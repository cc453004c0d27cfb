//! Structured decision records
//!
//! The coordinator appends one record per priority, allocation, route, conflict and re-plan
//! decision. Explanation generators and visualizers drain and read them; nothing flows back
//! into planning state.

use crate::agent::{AgentId, DisableReason};
use crate::grid::Coord;
use crate::planner::RouteCost;
use crate::prioritizer::PriorityBreakdown;
use crate::risk::RiskLevel;
use crate::victim::VictimId;
use serde::{Deserialize, Serialize};

/// One agent's bid for a victim
#[derive(Debug, Clone, PartialEq, Serialize, Deserialize)]
pub struct CandidateCost {
    pub agent: AgentId,
    /// Route total under the allocation objective (`None` when no route was found)
    pub total: Option<f64>,
    /// Why the candidate could not bid
    pub failure: Option<String>,
}

/// How a route conflict was settled
#[derive(Debug, Clone, Copy, PartialEq, Eq, Serialize, Deserialize)]
#[serde(rename_all = "snake_case")]
pub enum ConflictAction {
    /// Waited one step before the contested move
    Hold,
    /// Planned again with the contested cell reserved at that step
    Reroute,
    /// Retry bounds exhausted; the plan was dropped
    Deadlock,
}

/// Result of re-planning an invalidated route
#[derive(Debug, Clone, Copy, PartialEq, Serialize, Deserialize)]
#[serde(tag = "result", rename_all = "snake_case")]
pub enum ReplanResult {
    Replanned { attempts: u32, risk_ceiling: f64 },
    Disabled { attempts: u32 },
}

#[derive(Debug, Clone, PartialEq, Serialize, Deserialize)]
#[serde(tag = "kind", rename_all = "snake_case")]
pub enum DecisionRecord {
    Priority {
        victim: VictimId,
        rank: usize,
        score: f64,
        breakdown: PriorityBreakdown,
    },
    Allocation {
        victim: VictimId,
        strategy: String,
        assigned: Option<AgentId>,
        candidates: Vec<CandidateCost>,
    },
    Route {
        agent: AgentId,
        victim: VictimId,
        cost: RouteCost,
        steps: usize,
        wait_steps: u32,
        /// Highest risk level of any cell on the route
        peak_risk: RiskLevel,
    },
    Conflict {
        agent: AgentId,
        /// Higher-priority agent holding the contested cell
        blocking_agent: AgentId,
        cell: Coord,
        step: u64,
        action: ConflictAction,
    },
    Replan {
        agent: AgentId,
        victim: VictimId,
        outcome: ReplanResult,
    },
    AgentDisabled {
        agent: AgentId,
        reason: DisableReason,
    },
}

/// Append-only buffer of decision records
#[derive(Debug, Clone, Default, PartialEq, Serialize, Deserialize)]
pub struct DecisionLog {
    records: Vec<DecisionRecord>,
}

impl DecisionLog {
    pub fn push(&mut self, record: DecisionRecord) {
        self.records.push(record);
    }

    pub fn len(&self) -> usize {
        self.records.len()
    }

    pub fn is_empty(&self) -> bool {
        self.records.is_empty()
    }

    pub fn records(&self) -> &[DecisionRecord] {
        &self.records
    }

    /// Remove and return every record
    pub fn take(&mut self) -> Vec<DecisionRecord> {
        std::mem::take(&mut self.records)
    }
}

#[cfg(test)]
mod tests {
    use super::*;

    #[test]
    fn test_records_serialize_with_kind_tag() {
        let record = DecisionRecord::Conflict {
            agent: AgentId(2),
            blocking_agent: AgentId(1),
            cell: Coord::new(1, 2),
            step: 4,
            action: ConflictAction::Hold,
        };
        let json = serde_json::to_value(&record).unwrap();
        assert_eq!(json["kind"], "conflict");
        assert_eq!(json["action"], "hold");
        assert_eq!(json["cell"]["row"], 1);

        let back: DecisionRecord = serde_json::from_value(json).unwrap();
        assert_eq!(back, record);
    }

    #[test]
    fn test_take_drains_log() {
        let mut log = DecisionLog::default();
        log.push(DecisionRecord::AgentDisabled {
            agent: AgentId(1),
            reason: DisableReason::EnergyDepleted,
        });
        assert_eq!(log.len(), 1);
        assert_eq!(log.take().len(), 1);
        assert!(log.is_empty());
    }
}
//! Path planning: risk-weighted A* with time-step reservations

pub mod astar;
pub mod objective;
pub mod request;
pub mod route;

pub use astar::PathPlanner;
pub use objective::{ObjectiveWeights, PlanningObjective};
pub use request::{CancelToken, PlanRequest, Reservation};
pub use route::{RouteCost, RoutePlan};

□ □ □ □ □

## Work instructions
Copy each line in the listing where "enum" appears.

## Answer to this problem
pub enum ConflictAction {
pub enum ReplanResult {
pub enum DecisionRecord {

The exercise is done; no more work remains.